Bird dog under crunch: addome, parte bassa della schiena, glutei

    1. Ci si appoggia su mani e ginocchia.
    2. Su il ginocchio sinistro da terra e in avanti verso il petto, per quanto possibile. Si prende la mano destra e la si allunga, cercando di avvolgerla intorno al piede e tentando di toccare l’esterno della caviglia sinistra.
    3. Si rilascia lentamente il ginocchio e la mano e si estendi la gamba sinistra dietro e il braccio destro in avanti.
    4. Senza toccare terra, si passa alla prossima ripetizione.

Scorpion rollover: addome

    1. Si inizia faccia a terra con le braccia estese ai lati, i palmi verso il basso.
    2. Si piega la gamba sinistra all’altezza del ginocchio e si solleva lentamente l’anca da terra ruotando i fianchi verso destra.
    3. Prima di sollevare il petto e le braccia da terra, si posiziona la parte inferiore del piede sinistro sul pavimento accanto al fianco destro.
    4. Si prende il braccio destro e lo si solleva.
    5. Fianchi e spalle ruotano entrambi verso destra finché non si è sulla schiena.
    6. Si prendi il braccio sinistro e lo si porta indietro sul corpo, ruotando le spalle indietro a destra, in modo che la parte superiore del corpo sia di nuovo a faccia in giù.
    7. Si torna alla posizione di partenza.

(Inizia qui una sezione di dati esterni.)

//! Property tests for tooth identity and procedure status invariants.

use dental_chart_core::registry::normalize_tooth_identity;
use dental_chart_core::store::resolve_tooth;
use dental_chart_core::{ChartError, DentitionType, ErrorKind, ProcedureStatus, ToothRegistry};
use proptest::prelude::*;

fn identity_strategy() -> impl Strategy<Value = String> {
    prop_oneof![
        (0u32..40).prop_map(|n| n.to_string()),
        proptest::string::string_regex("[A-Za-z]").unwrap_or_else(|e| panic!("regex failed: {e}")),
        proptest::string::string_regex(" ?[0-9A-Za-z]{1,3} ?")
            .unwrap_or_else(|e| panic!("regex failed: {e}")),
    ]
}

fn dentition_strategy() -> impl Strategy<Value = Option<DentitionType>> {
    prop_oneof![
        Just(None),
        Just(Some(DentitionType::Permanent)),
        Just(Some(DentitionType::Primary)),
    ]
}

fn status_strategy() -> impl Strategy<Value = ProcedureStatus> {
    prop_oneof![
        Just(ProcedureStatus::Planned),
        Just(ProcedureStatus::InProgress),
        Just(ProcedureStatus::Completed),
        Just(ProcedureStatus::Cancelled),
    ]
}

fn is_primary_letter(identity: &str) -> bool {
    identity.len() == 1 && identity.chars().all(|c| ('A'..='T').contains(&c))
}

fn is_permanent_number(identity: &str) -> bool {
    identity.parse::<u32>().map_or(false, |n| (1..=32).contains(&n)) && !identity.starts_with('0')
}

/// Position along the lifecycle; never decreases.
fn rank(status: ProcedureStatus) -> u8 {
    match status {
        ProcedureStatus::Planned => 0,
        ProcedureStatus::InProgress => 1,
        ProcedureStatus::Completed | ProcedureStatus::Cancelled => 2,
    }
}

#[test]
fn test_registry_dentition_matches_identity() {
    for dentition in [DentitionType::Permanent, DentitionType::Primary] {
        for tooth in ToothRegistry::teeth_for(dentition) {
            assert_eq!(DentitionType::implied_by(&tooth.number), Some(tooth.dentition_type));
            assert_eq!(tooth.dentition_type == DentitionType::Primary, is_primary_letter(&tooth.number));
        }
    }
}

proptest! {
    #![proptest_config(ProptestConfig { cases: 256, .. ProptestConfig::default() })]

    #[test]
    fn resolved_dentition_follows_identity(raw in identity_strategy(), supplied in dentition_strategy()) {
        let normalized = normalize_tooth_identity(&raw);
        match resolve_tooth(&raw, supplied) {
            Ok(tooth) => {
                prop_assert_eq!(&tooth.number, &normalized);
                prop_assert_eq!(tooth.dentition_type == DentitionType::Primary, is_primary_letter(&normalized));
                prop_assert!(is_primary_letter(&normalized) || is_permanent_number(&normalized));
                if let Some(supplied) = supplied {
                    prop_assert_eq!(supplied, tooth.dentition_type);
                }
            }
            Err(ChartError::DentitionMismatch { implied, supplied: given, .. }) => {
                prop_assert_ne!(implied, given);
            }
            Err(e) => {
                prop_assert_eq!(e.kind(), ErrorKind::NotFound);
                prop_assert!(!ToothRegistry::exists(&normalized));
            }
        }
    }

    #[test]
    fn status_never_leaves_terminal(requests in proptest::collection::vec(status_strategy(), 1..12)) {
        let mut current = ProcedureStatus::Planned;
        for next in requests {
            let was_terminal = current.is_terminal();
            match current.transition(next) {
                Ok(status) => {
                    prop_assert!(!was_terminal);
                    prop_assert!(rank(status) >= rank(current));
                    current = status;
                }
                Err(err) => {
                    prop_assert_eq!(err.from, current.as_str());
                    prop_assert!(was_terminal || rank(next) < rank(current));
                }
            }
        }
    }
}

Squat bulgaro, stacco di una gamba: muscoli posteriori della coscia, quadricipiti, parte bassa della schiena

    1. Si inizia con il piede sinistro, con il piede destro su una panca o una sedia a circa un metro dietro. Le braccia dovrebbero essere estese in alto sopra la testa e la postura dovrebbe essere dritta.
    2. Abbassare lentamente il ginocchio destro il più possibile, inclinarsi leggermente all’indietro e poi rialzarsi nella posizione di partenza.
    3. Raddrizzando completamente la gamba sinistra, piegarsi in avanti sui fianchi e lasciare che la gamba destra si alzi dalla panca dietro, finché non si tocca il pavimento con le mani.
    4. Tornare lentamente alla posizione iniziale, portando di nuovo il piede destro a riposare sulla panchina dietro.

Squat con banda di resistenza: quadricipiti, schiena, bicipiti, glutei, muscoli posteriori della coscia, spalle

  1. Usando una fascia ad alta resistenza, posizionarsi di fronte all’origine della fascia, con i piedi alla larghezza delle spalle, le dita dei piedi rivolte a 45 gradi. Afferrare la maniglia con entrambe le mani in modo che le braccia siano rilassate ma ci sia tensione nella banda.
  2. Mentre ci si accovaccia con la schiena il più vicino possibile al pavimento, inspirare profondamente.
  3. Una volta raggiunta la parte inferiore dello squat, iniziare a espirare mentre ci si rialza e tirare la maniglia appena sopra l’ombelico, assicurandosi di non permettere alle spalle di scrollare le spalle nel mentre.
  4. Rilasciare lentamente le braccia mentre ci si accovaccia nella prossima ripetizione.

Bonus: 6 semplici modi per ridurre lo stress

  • Non preoccuparsi ed essere felici.
  • Dipingere la propria casa. L’azzurro dell’oceano tropicale è il colore più rilassante, mentre il nero carbone il più angosciante.
  • Musica. Ascoltare la musica aiuta a ridurre lo stress. È anche più efficace come primer, consentendo all’ascoltatore di riprendersi più velocemente dopo l’esposizione allo stress.
  • Essere naturali. Stare in mezzo alla natura fa bene alla mente, al corpo e all’anima.
  • Lavorare meno.
  • Allontanarsi dal telefono. Aggiungono una quantità stupida di stress alla vita.